» Problem to solve: Whenever a line carries the word "TrueType", pull it out of the entries.
● ● ● ● ● ● ●
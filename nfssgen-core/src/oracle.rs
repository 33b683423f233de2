//! Font metadata oracles: `otfinfo` and pre-extracted attribute files (made by FontLab https://www.fontlab.com/)

use std::collections::BTreeMap;
use std::fs;
use std::path::{Path, PathBuf};
use std::process::{Command, Output};
use std::sync::OnceLock;

use anyhow::{anyhow, Context, Result};
use regex::Regex;

use crate::error::NfssError;
use crate::record::FontAttributes;

/// Oldest `otfinfo` with `--info` support.
pub const MIN_OTFINFO_VERSION: (u32, u32) = (2, 38);

/// Source of per-file font attributes.
///
/// Implementations are shared across extraction threads.
pub trait MetadataOracle: Sync {
    /// Whether the file holds TrueType or CFF outlines.
    fn is_valid_font(&self, path: &Path) -> Result<bool>;

    fn extract(&self, path: &Path) -> Result<FontAttributes>;
}

/// Oracle backed by the `otfinfo` tool from LCDF Typetools.
#[derive(Debug, Clone)]
pub struct Otfinfo {
    program: PathBuf,
}

impl Default for Otfinfo {
    fn default() -> Self {
        Self::new("otfinfo")
    }
}

impl Otfinfo {
    pub fn new(program: impl Into<PathBuf>) -> Self {
        Self {
            program: program.into(),
        }
    }

    fn invocation(&self, args: &[&str]) -> String {
        format!("{} {}", self.program.display(), args.join(" "))
    }

    fn output(&self, args: &[&str], font: Option<&Path>) -> Result<Output> {
        let mut cmd = Command::new(&self.program);
        cmd.args(args);
        if let Some(font) = font {
            cmd.arg(font);
        }
        cmd.output()
            .with_context(|| format!("running {}", self.invocation(args)))
    }

    fn run(&self, args: &[&str], font: Option<&Path>) -> Result<String> {
        let output = self.output(args, font)?;
        if !output.status.success() {
            return Err(NfssError::ToolFailed {
                tool: self.invocation(args),
                detail: String::from_utf8_lossy(&output.stderr).trim().to_string(),
            }
            .into());
        }
        Ok(String::from_utf8_lossy(&output.stdout).into_owned())
    }

    /// Installed version as `(major, minor)`.
    pub fn version(&self) -> Result<(u32, u32)> {
        let text = self.run(&["--version"], None)?;
        parse_version(&text).ok_or_else(|| anyhow!("cannot read otfinfo version from {text:?}"))
    }

    pub fn check_version(&self) -> Result<()> {
        let (major, minor) = self.version()?;
        if (major, minor) < MIN_OTFINFO_VERSION {
            return Err(anyhow!(
                "otfinfo {major}.{minor} is too old; version {}.{} or newer is required",
                MIN_OTFINFO_VERSION.0,
                MIN_OTFINFO_VERSION.1
            ));
        }
        log::debug!("otfinfo version {major}.{minor}");
        Ok(())
    }
}

impl MetadataOracle for Otfinfo {
    /// A file `otfinfo` cannot open is reported as invalid, not as an error.
    fn is_valid_font(&self, path: &Path) -> Result<bool> {
        let output = self.output(&["-qt"], Some(path))?;
        if !output.status.success() {
            log::warn!(
                "{} rejected {}: {}",
                self.invocation(&["-qt"]),
                path.display(),
                String::from_utf8_lossy(&output.stderr).trim()
            );
            return Ok(false);
        }
        Ok(has_outline_table(&String::from_utf8_lossy(&output.stdout)))
    }

    fn extract(&self, path: &Path) -> Result<FontAttributes> {
        let postscript_name = self.run(&["--postscript-name"], Some(path))?.trim().to_string();
        if postscript_name.is_empty() {
            return Err(NfssError::MalformedOutput {
                tool: "otfinfo --postscript-name",
                path: path.to_path_buf(),
                detail: "empty PostScript name".to_string(),
            }
            .into());
        }

        let info = parse_info(&self.run(&["--info"], Some(path))?);
        let family = info.family.ok_or_else(|| NfssError::MalformedOutput {
            tool: "otfinfo --info",
            path: path.to_path_buf(),
            detail: "no Family line".to_string(),
        })?;

        let features = parse_features(&self.run(&["--features"], Some(path))?);
        let optical_size = parse_optical_size(&self.run(&["--optical-size"], Some(path))?);

        Ok(FontAttributes {
            postscript_name,
            filename: path.to_path_buf(),
            family,
            subfamily: info.subfamily.unwrap_or_default(),
            vendor_url: info.vendor_url,
            features,
            optical_size,
        })
    }
}

/// Name fields pulled from `otfinfo --info`.
#[derive(Debug, Clone, Default, PartialEq, Eq)]
pub struct InfoFields {
    pub family: Option<String>,
    pub subfamily: Option<String>,
    pub vendor_url: Option<String>,
}

/// Parse `Key:   value` lines; preferred (typographic) names beat legacy ones.
pub fn parse_info(text: &str) -> InfoFields {
    static LINE: OnceLock<Regex> = OnceLock::new();
    let line_re = LINE.get_or_init(|| Regex::new(r"^(.*?):\s+(.*)$").expect("static regex"));

    let mut fields = InfoFields::default();
    let mut preferred_family = None;
    let mut preferred_subfamily = None;

    for line in text.lines() {
        let Some(caps) = line_re.captures(line.trim_end()) else {
            continue;
        };
        let value = caps[2].trim().to_string();
        match caps[1].trim() {
            "Family" => fields.family = Some(value),
            "Preferred family" => preferred_family = Some(value),
            "Subfamily" => fields.subfamily = Some(value),
            "Preferred subfamily" => preferred_subfamily = Some(value),
            "Vendor URL" => fields.vendor_url = Some(value),
            _ => {}
        }
    }

    if preferred_family.is_some() {
        fields.family = preferred_family;
    }
    if preferred_subfamily.is_some() {
        fields.subfamily = preferred_subfamily;
    }
    fields
}

/// Feature tags from `otfinfo --features`: the first four characters per line.
pub fn parse_features(text: &str) -> Vec<String> {
    let mut tags: Vec<String> = Vec::new();
    for line in text.lines() {
        let tag: String = line.chars().take(4).collect();
        let tag = tag.trim();
        if !tag.is_empty() && !tags.iter().any(|t| t == tag) {
            tags.push(tag.to_string());
        }
    }
    tags
}

/// The `(low, high]` size range from `otfinfo --optical-size`, in points.
pub fn parse_optical_size(text: &str) -> Option<(f64, f64)> {
    static RANGE: OnceLock<Regex> = OnceLock::new();
    let range = RANGE.get_or_init(|| {
        Regex::new(r"size range \(([\d.]+) pt, ([\d.]+) pt\]").expect("static regex")
    });

    let caps = range.captures(text)?;
    let low = caps[1].parse().ok()?;
    let high = caps[2].parse().ok()?;
    Some((low, high))
}

pub fn parse_version(text: &str) -> Option<(u32, u32)> {
    static VERSION: OnceLock<Regex> = OnceLock::new();
    let version = VERSION.get_or_init(|| Regex::new(r"([0-9]+)\.([0-9]+)").expect("static regex"));

    let caps = version.captures(text)?;
    Some((caps[1].parse().ok()?, caps[2].parse().ok()?))
}

/// `glyf` marks TrueType outlines, `CFF` PostScript ones.
pub fn has_outline_table(table_listing: &str) -> bool {
    table_listing
        .lines()
        .any(|line| line.contains("glyf") || line.contains("CFF"))
}

/// Oracle serving attributes extracted ahead of time, stored as a JSON array.
///
/// Relative `filename` entries resolve against the file's own directory.
#[derive(Debug, Clone, Default)]
pub struct AttributeFile {
    entries: BTreeMap<PathBuf, FontAttributes>,
}

impl AttributeFile {
    pub fn from_path(path: &Path) -> Result<Self> {
        let raw = fs::read_to_string(path)
            .with_context(|| format!("reading attributes {}", path.display()))?;
        let entries: Vec<FontAttributes> = serde_json::from_str(&raw)
            .with_context(|| format!("parsing attributes {}", path.display()))?;
        let base = path.parent().unwrap_or_else(|| Path::new(""));

        Ok(Self::from_entries(entries.into_iter().map(|mut attrs| {
            if attrs.filename.is_relative() {
                attrs.filename = base.join(&attrs.filename);
            }
            attrs
        })))
    }

    pub fn from_entries(entries: impl IntoIterator<Item = FontAttributes>) -> Self {
        Self {
            entries: entries
                .into_iter()
                .map(|attrs| (attrs.filename.clone(), attrs))
                .collect(),
        }
    }

    pub fn entries(&self) -> impl Iterator<Item = &FontAttributes> {
        self.entries.values()
    }

    /// Every file the attribute file knows about.
    pub fn paths(&self) -> Vec<PathBuf> {
        self.entries.keys().cloned().collect()
    }

    pub fn len(&self) -> usize {
        self.entries.len()
    }

    pub fn is_empty(&self) -> bool {
        self.entries.is_empty()
    }
}

impl MetadataOracle for AttributeFile {
    fn is_valid_font(&self, path: &Path) -> Result<bool> {
        Ok(self.entries.contains_key(path))
    }

    fn extract(&self, path: &Path) -> Result<FontAttributes> {
        self.entries
            .get(path)
            .cloned()
            .ok_or_else(|| anyhow!("no attributes recorded for {}", path.display()))
    }
}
● ● ● ● ● ● ●
» Expected answer:
    /// Whether the file holds TrueType or CFF outlines.
/// `glyf` marks TrueType outlines, `CFF` PostScript ones.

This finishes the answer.